━━━ Excerpted data ━━━

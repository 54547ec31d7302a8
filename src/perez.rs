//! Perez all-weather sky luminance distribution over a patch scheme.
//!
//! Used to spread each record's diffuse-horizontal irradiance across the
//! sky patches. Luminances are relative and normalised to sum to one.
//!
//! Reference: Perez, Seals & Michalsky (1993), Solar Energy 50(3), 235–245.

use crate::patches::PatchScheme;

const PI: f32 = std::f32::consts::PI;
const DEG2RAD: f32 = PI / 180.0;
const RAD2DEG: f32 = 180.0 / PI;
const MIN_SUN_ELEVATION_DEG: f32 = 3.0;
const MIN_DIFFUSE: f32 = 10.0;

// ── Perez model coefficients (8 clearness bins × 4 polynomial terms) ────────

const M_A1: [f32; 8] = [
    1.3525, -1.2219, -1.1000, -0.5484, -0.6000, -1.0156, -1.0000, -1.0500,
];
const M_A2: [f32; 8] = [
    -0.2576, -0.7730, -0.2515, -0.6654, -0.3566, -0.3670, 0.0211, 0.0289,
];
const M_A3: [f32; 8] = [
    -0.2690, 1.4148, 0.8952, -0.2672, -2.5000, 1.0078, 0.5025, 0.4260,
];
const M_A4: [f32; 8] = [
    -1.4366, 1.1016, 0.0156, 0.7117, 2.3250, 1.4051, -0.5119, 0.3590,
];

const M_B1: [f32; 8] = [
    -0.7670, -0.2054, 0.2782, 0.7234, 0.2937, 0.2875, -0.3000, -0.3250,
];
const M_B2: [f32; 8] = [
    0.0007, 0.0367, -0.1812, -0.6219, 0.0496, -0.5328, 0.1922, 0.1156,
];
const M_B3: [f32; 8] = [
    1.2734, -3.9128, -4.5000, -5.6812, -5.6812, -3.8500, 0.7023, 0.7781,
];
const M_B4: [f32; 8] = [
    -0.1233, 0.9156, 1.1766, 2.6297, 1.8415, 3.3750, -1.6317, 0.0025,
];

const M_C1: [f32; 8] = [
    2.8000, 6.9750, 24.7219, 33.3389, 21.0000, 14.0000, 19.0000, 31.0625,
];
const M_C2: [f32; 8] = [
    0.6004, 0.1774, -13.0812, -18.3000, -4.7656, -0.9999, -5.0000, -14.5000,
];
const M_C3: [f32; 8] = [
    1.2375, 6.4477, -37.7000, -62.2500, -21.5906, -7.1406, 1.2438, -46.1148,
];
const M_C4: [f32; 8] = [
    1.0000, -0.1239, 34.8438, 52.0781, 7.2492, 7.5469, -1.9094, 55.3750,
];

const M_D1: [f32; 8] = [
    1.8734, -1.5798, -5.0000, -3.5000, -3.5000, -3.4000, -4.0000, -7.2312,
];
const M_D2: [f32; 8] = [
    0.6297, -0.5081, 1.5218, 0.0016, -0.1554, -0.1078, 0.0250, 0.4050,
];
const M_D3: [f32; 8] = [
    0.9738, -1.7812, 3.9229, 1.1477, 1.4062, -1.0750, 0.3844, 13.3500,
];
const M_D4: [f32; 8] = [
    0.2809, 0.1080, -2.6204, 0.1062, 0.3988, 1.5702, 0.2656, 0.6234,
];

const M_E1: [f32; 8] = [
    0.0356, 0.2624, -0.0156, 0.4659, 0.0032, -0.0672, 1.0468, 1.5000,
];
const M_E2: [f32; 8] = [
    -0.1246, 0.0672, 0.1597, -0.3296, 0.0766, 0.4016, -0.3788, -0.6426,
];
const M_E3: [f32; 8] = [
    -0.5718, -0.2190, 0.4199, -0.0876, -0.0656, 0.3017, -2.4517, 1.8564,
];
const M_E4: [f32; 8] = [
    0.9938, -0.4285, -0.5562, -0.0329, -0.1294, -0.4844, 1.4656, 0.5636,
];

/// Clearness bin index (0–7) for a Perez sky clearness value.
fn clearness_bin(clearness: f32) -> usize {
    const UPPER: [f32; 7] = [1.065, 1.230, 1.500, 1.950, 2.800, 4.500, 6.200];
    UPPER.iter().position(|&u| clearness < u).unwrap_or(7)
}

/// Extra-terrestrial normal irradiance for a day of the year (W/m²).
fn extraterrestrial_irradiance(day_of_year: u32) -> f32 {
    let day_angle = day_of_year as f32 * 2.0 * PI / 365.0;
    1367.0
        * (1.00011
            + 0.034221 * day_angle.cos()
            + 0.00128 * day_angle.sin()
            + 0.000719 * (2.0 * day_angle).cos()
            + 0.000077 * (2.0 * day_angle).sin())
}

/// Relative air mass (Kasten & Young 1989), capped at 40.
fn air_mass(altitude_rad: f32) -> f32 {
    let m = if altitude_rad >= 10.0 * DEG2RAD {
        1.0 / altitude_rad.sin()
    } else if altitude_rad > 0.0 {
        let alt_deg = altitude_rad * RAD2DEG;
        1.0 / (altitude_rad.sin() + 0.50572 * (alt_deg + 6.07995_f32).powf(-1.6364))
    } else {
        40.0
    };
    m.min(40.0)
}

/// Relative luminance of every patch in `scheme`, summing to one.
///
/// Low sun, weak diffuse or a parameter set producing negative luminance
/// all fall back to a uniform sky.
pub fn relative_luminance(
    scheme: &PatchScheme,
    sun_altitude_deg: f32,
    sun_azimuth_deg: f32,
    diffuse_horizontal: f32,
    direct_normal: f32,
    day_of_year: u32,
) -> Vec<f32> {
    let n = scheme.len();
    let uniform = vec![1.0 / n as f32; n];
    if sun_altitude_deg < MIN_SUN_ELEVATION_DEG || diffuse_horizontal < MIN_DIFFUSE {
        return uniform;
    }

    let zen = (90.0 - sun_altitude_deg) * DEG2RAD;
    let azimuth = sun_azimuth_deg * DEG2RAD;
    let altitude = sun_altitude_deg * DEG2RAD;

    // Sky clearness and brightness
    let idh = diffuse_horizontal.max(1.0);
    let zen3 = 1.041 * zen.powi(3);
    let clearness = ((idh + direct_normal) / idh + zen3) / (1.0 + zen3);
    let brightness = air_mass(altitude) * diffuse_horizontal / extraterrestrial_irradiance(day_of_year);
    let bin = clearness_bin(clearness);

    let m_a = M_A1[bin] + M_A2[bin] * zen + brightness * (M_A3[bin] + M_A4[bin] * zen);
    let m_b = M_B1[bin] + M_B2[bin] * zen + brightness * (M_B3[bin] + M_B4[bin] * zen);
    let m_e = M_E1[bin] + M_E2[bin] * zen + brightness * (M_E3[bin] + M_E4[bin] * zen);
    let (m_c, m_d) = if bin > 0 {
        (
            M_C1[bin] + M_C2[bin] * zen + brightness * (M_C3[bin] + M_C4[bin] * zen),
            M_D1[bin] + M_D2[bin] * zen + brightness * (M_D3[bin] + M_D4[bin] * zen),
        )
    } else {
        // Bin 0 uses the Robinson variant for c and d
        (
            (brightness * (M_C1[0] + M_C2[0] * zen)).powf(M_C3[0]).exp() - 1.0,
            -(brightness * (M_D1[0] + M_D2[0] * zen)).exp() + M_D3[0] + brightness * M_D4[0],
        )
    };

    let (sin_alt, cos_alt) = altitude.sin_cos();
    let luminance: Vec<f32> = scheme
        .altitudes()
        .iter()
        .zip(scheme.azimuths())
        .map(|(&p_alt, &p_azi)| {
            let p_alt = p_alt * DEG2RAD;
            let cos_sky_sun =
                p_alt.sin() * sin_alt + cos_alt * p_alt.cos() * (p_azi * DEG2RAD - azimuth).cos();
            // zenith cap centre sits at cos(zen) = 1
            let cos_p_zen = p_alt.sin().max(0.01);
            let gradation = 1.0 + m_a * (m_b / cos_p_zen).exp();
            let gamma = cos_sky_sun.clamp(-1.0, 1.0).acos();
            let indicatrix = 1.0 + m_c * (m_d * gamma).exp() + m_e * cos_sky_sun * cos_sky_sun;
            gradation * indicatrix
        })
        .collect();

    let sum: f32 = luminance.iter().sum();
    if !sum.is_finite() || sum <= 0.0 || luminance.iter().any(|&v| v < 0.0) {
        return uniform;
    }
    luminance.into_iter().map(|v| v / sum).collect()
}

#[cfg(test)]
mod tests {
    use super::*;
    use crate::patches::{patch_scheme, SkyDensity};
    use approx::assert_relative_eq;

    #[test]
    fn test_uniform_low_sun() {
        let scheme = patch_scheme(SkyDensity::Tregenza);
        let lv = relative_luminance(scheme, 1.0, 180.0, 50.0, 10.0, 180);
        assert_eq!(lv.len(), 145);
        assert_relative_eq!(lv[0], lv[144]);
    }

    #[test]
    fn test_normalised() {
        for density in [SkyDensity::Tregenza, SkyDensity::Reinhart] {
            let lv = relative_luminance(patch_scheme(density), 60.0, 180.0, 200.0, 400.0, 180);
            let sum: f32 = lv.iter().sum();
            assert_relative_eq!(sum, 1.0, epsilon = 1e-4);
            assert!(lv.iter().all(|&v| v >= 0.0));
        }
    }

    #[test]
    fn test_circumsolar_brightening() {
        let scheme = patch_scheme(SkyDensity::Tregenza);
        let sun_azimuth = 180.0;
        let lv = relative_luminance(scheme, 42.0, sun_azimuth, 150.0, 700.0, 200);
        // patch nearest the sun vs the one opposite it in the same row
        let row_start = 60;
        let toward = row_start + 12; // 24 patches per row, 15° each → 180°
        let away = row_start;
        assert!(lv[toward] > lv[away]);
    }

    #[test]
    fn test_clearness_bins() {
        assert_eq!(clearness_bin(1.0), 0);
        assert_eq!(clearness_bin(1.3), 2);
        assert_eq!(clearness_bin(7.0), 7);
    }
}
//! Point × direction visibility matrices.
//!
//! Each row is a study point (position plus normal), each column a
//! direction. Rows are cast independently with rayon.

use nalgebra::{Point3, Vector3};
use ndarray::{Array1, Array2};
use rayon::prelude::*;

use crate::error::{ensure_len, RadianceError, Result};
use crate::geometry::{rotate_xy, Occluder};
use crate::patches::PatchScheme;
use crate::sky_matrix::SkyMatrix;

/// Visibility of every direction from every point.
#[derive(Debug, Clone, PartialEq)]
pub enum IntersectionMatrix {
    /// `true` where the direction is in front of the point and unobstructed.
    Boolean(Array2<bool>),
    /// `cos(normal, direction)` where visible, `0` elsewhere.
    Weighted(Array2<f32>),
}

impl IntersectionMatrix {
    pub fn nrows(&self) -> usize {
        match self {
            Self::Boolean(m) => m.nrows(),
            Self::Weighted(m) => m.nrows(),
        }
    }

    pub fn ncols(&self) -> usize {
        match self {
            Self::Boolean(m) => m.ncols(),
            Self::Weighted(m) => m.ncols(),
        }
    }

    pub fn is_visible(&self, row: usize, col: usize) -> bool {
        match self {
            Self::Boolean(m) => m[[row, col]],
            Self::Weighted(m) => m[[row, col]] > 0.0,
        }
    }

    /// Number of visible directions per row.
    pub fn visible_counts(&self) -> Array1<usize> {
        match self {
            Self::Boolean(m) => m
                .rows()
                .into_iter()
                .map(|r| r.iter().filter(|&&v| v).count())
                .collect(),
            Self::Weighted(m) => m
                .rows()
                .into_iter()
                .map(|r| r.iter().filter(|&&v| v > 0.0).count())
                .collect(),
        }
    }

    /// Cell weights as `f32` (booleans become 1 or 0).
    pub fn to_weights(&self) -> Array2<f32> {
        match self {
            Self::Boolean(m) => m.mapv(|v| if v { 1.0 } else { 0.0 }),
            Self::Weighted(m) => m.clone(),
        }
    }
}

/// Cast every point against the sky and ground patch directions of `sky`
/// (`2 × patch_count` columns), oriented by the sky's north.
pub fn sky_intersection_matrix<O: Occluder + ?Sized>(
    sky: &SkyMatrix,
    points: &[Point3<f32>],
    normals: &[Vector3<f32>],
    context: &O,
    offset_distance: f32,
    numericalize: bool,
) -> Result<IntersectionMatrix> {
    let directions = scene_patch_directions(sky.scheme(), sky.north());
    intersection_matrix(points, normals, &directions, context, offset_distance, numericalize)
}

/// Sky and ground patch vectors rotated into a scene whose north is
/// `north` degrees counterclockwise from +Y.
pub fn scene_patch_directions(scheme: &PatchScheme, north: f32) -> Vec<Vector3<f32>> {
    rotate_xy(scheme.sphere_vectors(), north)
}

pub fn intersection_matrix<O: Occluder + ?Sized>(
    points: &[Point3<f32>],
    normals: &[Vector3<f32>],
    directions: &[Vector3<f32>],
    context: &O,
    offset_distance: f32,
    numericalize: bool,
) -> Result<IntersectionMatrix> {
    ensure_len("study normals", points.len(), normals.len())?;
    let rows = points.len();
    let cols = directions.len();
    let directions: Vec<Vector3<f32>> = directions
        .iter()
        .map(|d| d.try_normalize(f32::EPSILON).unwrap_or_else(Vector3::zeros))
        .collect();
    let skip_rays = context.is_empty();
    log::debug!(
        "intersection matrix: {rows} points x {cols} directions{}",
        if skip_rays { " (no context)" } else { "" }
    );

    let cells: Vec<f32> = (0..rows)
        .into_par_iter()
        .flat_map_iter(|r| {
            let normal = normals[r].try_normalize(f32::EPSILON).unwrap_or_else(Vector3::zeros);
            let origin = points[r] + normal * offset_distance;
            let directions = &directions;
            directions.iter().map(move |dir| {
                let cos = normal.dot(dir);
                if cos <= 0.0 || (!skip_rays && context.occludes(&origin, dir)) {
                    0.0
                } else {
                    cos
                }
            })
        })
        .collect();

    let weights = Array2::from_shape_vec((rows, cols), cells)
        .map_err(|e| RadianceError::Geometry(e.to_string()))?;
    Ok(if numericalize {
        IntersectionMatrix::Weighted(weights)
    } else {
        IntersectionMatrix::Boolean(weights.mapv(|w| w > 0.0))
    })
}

━━━

● **Task to carry out**
In the listing, find each line with the string "powf" and copy it.

● **Your solution**
        1.0 / (altitude_rad.sin() + 0.50572 * (alt_deg + 6.07995_f32).powf(-1.6364))
            (brightness * (M_C1[0] + M_C2[0] * zen)).powf(M_C3[0]).exp() - 1.0,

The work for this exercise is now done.